Aleksandar Milivojevic wrote:
Karl R. Balsmeier wrote:
Hi,
I am installing Centos ServerCD 4.4 64-bit on a new Supermicro board, the RAID BIOS looks fine, RAID 5, all 4 Seagate ES 250 GB drives show up as a single array in the RAID BIOS tool, and the OS install phase completes without a hitch.
As others pointed out, the hardware you have has no RAID controller. It's just fake-RAID BIOS thing. Linux sees your hardware as what it really is. An ordinary SATA controller with 4 individual drives attached to it. That's why it loads sata_nv driver (which is correct driver for your hardware).
The reason why booting fails is most likely due to the fact that your BIOS is attempting to emulate (in software) RAID-5 volume when loading boot loader, kernel and initrd image.
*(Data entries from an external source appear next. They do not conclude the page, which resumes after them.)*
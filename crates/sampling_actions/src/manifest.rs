//! Manifest loading from files and directories.
//!
//! Manifests are YAML (or JSON) documents in the Kubernetes resource shape,
//! discriminated by their `kind` field. A file may hold several `---`
//! separated documents or a single top-level list.

use crate::action::{Action, LegacyAction, ACTION_KIND};
use crate::error::{Error, Result};
use crate::sampler::SamplerKind;
use schemars::schema::RootSchema;
use serde::Deserialize;
use serde_yaml::Value;
use std::collections::{BTreeMap, BTreeSet};
use std::path::Path;
use tracing::{debug, info, warn};

/// Namespace assigned to manifests that do not name one.
pub const DEFAULT_NAMESPACE: &str = "default";

/// A single decoded resource.
#[derive(Debug, Clone, PartialEq)]
pub enum Manifest {
    /// Unified action.
    Action(Action),
    /// Legacy sampler.
    Legacy(LegacyAction),
}

impl Manifest {
    /// Namespace of the resource.
    #[must_use]
    pub fn namespace(&self) -> &str {
        match self {
            Self::Action(a) => &a.metadata.namespace,
            Self::Legacy(l) => &l.metadata().namespace,
        }
    }

    fn set_default_namespace(&mut self, namespace: &str) {
        let meta = match self {
            Self::Action(a) => &mut a.metadata,
            Self::Legacy(l) => l.metadata_mut(),
        };
        if meta.namespace.is_empty() {
            meta.namespace = namespace.to_string();
        }
    }
}

/// Decodes one resource value by its `kind`.
///
/// # Errors
///
/// Returns [`Error::UnsupportedKind`] for kinds this crate does not model and
/// a parse error if the value does not match the kind's shape.
pub fn decode(value: Value, document: usize) -> Result<Manifest> {
    let kind = value
        .get("kind")
        .and_then(Value::as_str)
        .ok_or_else(|| Error::Parse {
            document,
            reason: "missing 'kind'".to_string(),
        })?
        .to_string();

    let parse_err = |e: serde_yaml::Error| Error::Parse {
        document,
        reason: format!("{kind}: {e}"),
    };

    if kind == ACTION_KIND {
        return serde_yaml::from_value(value).map(Manifest::Action).map_err(parse_err);
    }

    let legacy = match SamplerKind::from_legacy_kind(&kind) {
        Some(SamplerKind::Latency) => serde_yaml::from_value(value).map(LegacyAction::Latency),
        Some(SamplerKind::Error) => serde_yaml::from_value(value).map(LegacyAction::Error),
        Some(SamplerKind::Probabilistic) => {
            serde_yaml::from_value(value).map(LegacyAction::Probabilistic)
        }
        Some(SamplerKind::ServiceName) => {
            serde_yaml::from_value(value).map(LegacyAction::ServiceName)
        }
        Some(SamplerKind::SpanAttribute) => {
            serde_yaml::from_value(value).map(LegacyAction::SpanAttribute)
        }
        None => return Err(Error::UnsupportedKind(kind.clone())),
    };
    legacy.map(Manifest::Legacy).map_err(parse_err)
}

/// All sampling resources read from a set of manifests.
#[derive(Debug, Clone, Default, PartialEq)]
pub struct ManifestSet {
    /// Unified actions.
    pub actions: Vec<Action>,
    /// Legacy sampler resources.
    pub legacy: Vec<LegacyAction>,
}

impl ManifestSet {
    /// Creates an empty set.
    #[must_use]
    pub fn new() -> Self {
        Self::default()
    }

    /// Adds a resource.
    pub fn push(&mut self, manifest: Manifest) {
        match manifest {
            Manifest::Action(a) => self.actions.push(a),
            Manifest::Legacy(l) => self.legacy.push(l),
        }
    }

    /// Number of resources.
    #[must_use]
    pub fn len(&self) -> usize {
        self.actions.len() + self.legacy.len()
    }

    /// Returns true if the set holds no resources.
    #[must_use]
    pub fn is_empty(&self) -> bool {
        self.len() == 0
    }

    /// Namespaces that hold at least one resource.
    #[must_use]
    pub fn namespaces(&self) -> BTreeSet<String> {
        self.actions
            .iter()
            .map(|a| a.metadata.namespace.clone())
            .chain(self.legacy.iter().map(|l| l.metadata().namespace.clone()))
            .collect()
    }

    /// Resources of one namespace.
    #[must_use]
    pub fn in_namespace(&self, namespace: &str) -> Self {
        Self {
            actions: self
                .actions
                .iter()
                .filter(|a| a.metadata.namespace == namespace)
                .cloned()
                .collect(),
            legacy: self
                .legacy
                .iter()
                .filter(|l| l.metadata().namespace == namespace)
                .cloned()
                .collect(),
        }
    }

    /// Parses resources from a string.
    ///
    /// Documents with an unsupported `kind` are skipped with a warning.
    ///
    /// # Errors
    ///
    /// Returns an error if a document is not valid YAML or does not match
    /// the shape of its kind.
    pub fn parse_str(input: &str, default_namespace: &str) -> Result<Self> {
        let mut set = Self::new();
        let mut index = 0;

        for document in serde_yaml::Deserializer::from_str(input) {
            let value = Value::deserialize(document).map_err(|e| Error::Parse {
                document: index,
                reason: e.to_string(),
            })?;

            let values = match value {
                Value::Null => Vec::new(),
                Value::Sequence(items) => items,
                other => vec![other],
            };

            for value in values {
                match decode(value, index) {
                    Ok(mut manifest) => {
                        manifest.set_default_namespace(default_namespace);
                        set.push(manifest);
                    }
                    Err(Error::UnsupportedKind(kind)) => {
                        warn!("Skipping document {} with unsupported kind '{}'", index, kind);
                    }
                    Err(e) => return Err(e),
                }
                index += 1;
            }
        }

        Ok(set)
    }

    /// Loads resources from a file, or from every `.yaml`/`.yml`/`.json`
    /// file directly inside a directory.
    ///
    /// # Errors
    ///
    /// Returns an error if a file cannot be read or parsed.
    pub fn load_path(path: impl AsRef<Path>, default_namespace: &str) -> Result<Self> {
        let path = path.as_ref();
        if !path.is_dir() {
            let content = std::fs::read_to_string(path)?;
            let set = Self::parse_str(&content, default_namespace)?;
            debug!("Loaded {} resources from {}", set.len(), path.display());
            return Ok(set);
        }

        let mut files: Vec<_> = std::fs::read_dir(path)?
            .filter_map(std::result::Result::ok)
            .map(|entry| entry.path())
            .filter(|p| {
                p.extension()
                    .and_then(|e| e.to_str())
                    .is_some_and(|e| matches!(e, "yaml" | "yml" | "json"))
            })
            .collect();
        files.sort();

        let mut set = Self::new();
        for file in &files {
            let loaded = Self::load_path(file, default_namespace)?;
            set.actions.extend(loaded.actions);
            set.legacy.extend(loaded.legacy);
        }

        info!(
            "Loaded {} resources from {} files in {}",
            set.len(),
            files.len(),
            path.display()
        );
        Ok(set)
    }
}

/// JSON schemas of the input resource kinds, keyed by kind name.
#[must_use]
pub fn resource_schemas() -> BTreeMap<&'static str, RootSchema> {
    use crate::action::LegacyResource;
    use crate::sampler::{
        ErrorSamplerConfig, LatencySamplerConfig, ProbabilisticSamplerConfig,
        ServiceNameSamplerConfig, SpanAttributeSamplerConfig,
    };

    let mut schemas = BTreeMap::new();
    schemas.insert(ACTION_KIND, schemars::schema_for!(Action));
    schemas.insert(
        SamplerKind::Latency.legacy_kind(),
        schemars::schema_for!(LegacyResource<LatencySamplerConfig>),
    );
    schemas.insert(
        SamplerKind::Error.legacy_kind(),
        schemars::schema_for!(LegacyResource<ErrorSamplerConfig>),
    );
    schemas.insert(
        SamplerKind::Probabilistic.legacy_kind(),
        schemars::schema_for!(LegacyResource<ProbabilisticSamplerConfig>),
    );
    schemas.insert(
        SamplerKind::ServiceName.legacy_kind(),
        schemars::schema_for!(LegacyResource<ServiceNameSamplerConfig>),
    );
    schemas.insert(
        SamplerKind::SpanAttribute.legacy_kind(),
        schemars::schema_for!(LegacyResource<SpanAttributeSamplerConfig>),
    );
    schemas
}

#[cfg(test)]
mod tests {
    use super::*;

    const MANIFESTS: &str = r#"
apiVersion: actions.sampling.io/v1alpha1
kind: ErrorSampler
metadata:
  name: errors
  namespace: shop
spec:
  signals: [TRACES]
  fallback_sampling_ratio: 10
---
apiVersion: sampling.io/v1alpha1
kind: Action
metadata:
  name: cart-ratio
spec:
  signals: [TRACES]
  samplers:
    serviceNameSampler:
      services_name_filters:
        - service_name: cart
          sampling_ratio: 50
          fallback_sampling_ratio: 5
---
apiVersion: v1
kind: ConfigMap
metadata:
  name: unrelated
"#;

    #[test]
    fn parses_multi_document_manifests() {
        let set = ManifestSet::parse_str(MANIFESTS, DEFAULT_NAMESPACE).unwrap();
        assert_eq!(set.actions.len(), 1);
        assert_eq!(set.legacy.len(), 1);
        assert_eq!(set.legacy[0].kind(), SamplerKind::Error);
    }

    #[test]
    fn missing_namespace_gets_default() {
        let set = ManifestSet::parse_str(MANIFESTS, "staging").unwrap();
        assert_eq!(set.actions[0].metadata.namespace, "staging");
        assert_eq!(set.legacy[0].metadata().namespace, "shop");
        let namespaces: Vec<_> = set.namespaces().into_iter().collect();
        assert_eq!(namespaces, vec!["shop".to_string(), "staging".to_string()]);
    }

    #[test]
    fn in_namespace_filters_both_eras() {
        let set = ManifestSet::parse_str(MANIFESTS, "staging").unwrap();
        let shop = set.in_namespace("shop");
        assert_eq!(shop.legacy.len(), 1);
        assert!(shop.actions.is_empty());
        assert!(set.in_namespace("nowhere").is_empty());
    }

    #[test]
    fn parses_top_level_json_list() {
        let json = r#"[{"kind":"ProbabilisticSampler","metadata":{"name":"p","namespace":"a"},
            "spec":{"signals":["TRACES"],"sampling_percentage":"25"}}]"#;
        let set = ManifestSet::parse_str(json, DEFAULT_NAMESPACE).unwrap();
        assert_eq!(set.legacy.len(), 1);
        assert_eq!(set.legacy[0].kind(), SamplerKind::Probabilistic);
    }

    #[test]
    fn malformed_known_kind_is_an_error() {
        let bad = "kind: ErrorSampler\nmetadata:\n  name: x\nspec:\n  fallback_sampling_ratio: high\n";
        let err = ManifestSet::parse_str(bad, DEFAULT_NAMESPACE).unwrap_err();
        assert!(matches!(err, Error::Parse { document: 0, .. }));
    }

    #[test]
    fn schemas_cover_every_kind() {
        let schemas = resource_schemas();
        assert_eq!(schemas.len(), 6);
        assert!(schemas.contains_key("Action"));
        assert!(schemas.contains_key("SpanAttributeSampler"));
    }
}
While in reality those are probably stored on your first drive.
Simply disable fake-RAID in BIOS. You might not even need to reinstall.
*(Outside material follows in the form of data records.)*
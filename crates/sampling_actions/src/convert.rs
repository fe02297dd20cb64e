//! Conversion of legacy sampler resources into unified actions.
//!
//! Conversion is pure. Persisting the result (migration) is the compiler's
//! job, which uses [`migrated_name`] to keep it idempotent.

use crate::action::{Action, ActionSpec, LegacyAction, LegacyResource, SamplersConfig};
use crate::meta::{ObjectMeta, Status};
use crate::sampler::SamplerKind;

/// Label stamped on actions synthesized from a legacy resource.
///
/// The value is `<legacy kind slug>.<legacy name>`.
pub const MIGRATED_FROM_LABEL: &str = "sampling.io/migrated-from";

/// Deterministic name of the unified action migrated from a legacy resource.
///
/// The unified action lives in the legacy resource's namespace, so the pair
/// (namespace, name) identifies the counterpart.
#[must_use]
pub fn migrated_name(kind: SamplerKind, legacy_name: &str) -> String {
    format!("{}-{}", kind.slug(), legacy_name)
}

fn spec_from<C>(resource: &LegacyResource<C>, samplers: SamplersConfig) -> ActionSpec {
    ActionSpec {
        action_name: resource.spec.action_name.clone(),
        notes: resource.spec.notes.clone(),
        disabled: resource.spec.disabled,
        signals: resource.spec.signals.clone(),
        samplers: Some(samplers),
    }
}

/// Converts a legacy resource into the shape of the unified action.
///
/// Shared fields (`disabled`, `notes`, `signals`, `actionName`) are copied and
/// the legacy payload is wrapped into the matching `samplers` sub-field. The
/// result keeps the legacy resource's metadata and carries no status.
#[must_use]
pub fn legacy_to_unified(legacy: &LegacyAction) -> Action {
    let spec = match legacy {
        LegacyAction::Latency(r) => spec_from(
            r,
            SamplersConfig {
                latency_sampler: Some(r.spec.config.clone()),
                ..SamplersConfig::default()
            },
        ),
        LegacyAction::Error(r) => spec_from(
            r,
            SamplersConfig {
                error_sampler: Some(r.spec.config.clone()),
                ..SamplersConfig::default()
            },
        ),
        LegacyAction::Probabilistic(r) => spec_from(
            r,
            SamplersConfig {
                probabilistic_sampler: Some(r.spec.config.clone()),
                ..SamplersConfig::default()
            },
        ),
        LegacyAction::ServiceName(r) => spec_from(
            r,
            SamplersConfig {
                service_name_sampler: Some(r.spec.config.clone()),
                ..SamplersConfig::default()
            },
        ),
        LegacyAction::SpanAttribute(r) => spec_from(
            r,
            SamplersConfig {
                span_attribute_sampler: Some(r.spec.config.clone()),
                ..SamplersConfig::default()
            },
        ),
    };

    Action {
        metadata: legacy.metadata().clone(),
        spec,
        status: Status::default(),
    }
}

/// Builds the unified action to persist for a legacy resource.
///
/// Unlike [`legacy_to_unified`], the result gets fresh metadata: the
/// deterministic [`migrated_name`], no uid, and the [`MIGRATED_FROM_LABEL`].
#[must_use]
pub fn migrated_action(legacy: &LegacyAction) -> Action {
    let mut action = legacy_to_unified(legacy);
    let source = legacy.metadata();
    let kind = legacy.kind();

    action.metadata = ObjectMeta::new(&source.namespace, migrated_name(kind, &source.name))
        .with_label(
            MIGRATED_FROM_LABEL,
            format!("{}.{}", kind.slug(), source.name),
        );
    action
}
If you choose to reinstall, and want everything on RAID-5:
- disable fake-RAID in BIOS (let it be what it is, SATA controller with
4 individual drives)
- create two small partitions (around 100MB) on first two drives.
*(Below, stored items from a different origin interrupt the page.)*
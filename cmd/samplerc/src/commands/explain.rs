//! Explain command implementation.

use super::{load_store, target_namespaces, write_output};
use anyhow::{Context, Result};
use sampling_compiler::{generate_report, CompilerConfig, Reconciler};
use tracing::info;

/// Runs the explain command.
pub fn run(
    config: &CompilerConfig,
    manifests: &str,
    namespace: Option<&str>,
    output: Option<&str>,
) -> Result<()> {
    info!("Generating sampling report for: {}", manifests);
    let store = load_store(manifests)?;
    let reconciler = Reconciler::new(&store, config.clone());

    let mut sections = Vec::new();
    for ns in target_namespaces(&store, namespace)? {
        let report = reconciler
            .reconcile(&ns)
            .with_context(|| format!("Failed to compile namespace {ns}"))?;
        sections.push(generate_report(&report));
    }

    write_output(output, &sections.join("\n"))
}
Configure them as Linux software RAID-1. Use it as /boot
- use remaining space on all four drives as one big partition, create
Linux software RAID-5, use that as physical volume, carve logical volumes for rest of your system out of it.
There's also a project that uses device-mapper and an user space utility to support fake-RAID functionality in BIOS. Basically, the user space utility reads out fake-RAID metadata and configures device mapper. However, this is still not something you would get working out of the box. You'd need to manually hack scripts in initrd image and add user space utility to it. Also, I don't think it would work with RAID-5. RAID-0, RAID-1, RAID-10 configurations might work.
bonus/ p.s. -anyone had any experience with the Nvidia onboard RAID/ Supermicros? Did you like it, (I'm an LSI-Logic fan myself), just looking for opinions...
Well. It is not RAID. Just an ordinary SATA controller. See above.
disappointing, but it's true. Supermicro verified what all of you said. And since I'm not very interested in software RAID, i'll be dropping a hardware RAID card in and let my vendor know not to try and sell any more of these to those intending to use a Linux OS.
I'll try out your software RAID steps to give me something to play with till the hardware card shows up, since they are very clear and concise. Maybe it'll soften the empty 'no hardware raid5' feeling one has at present.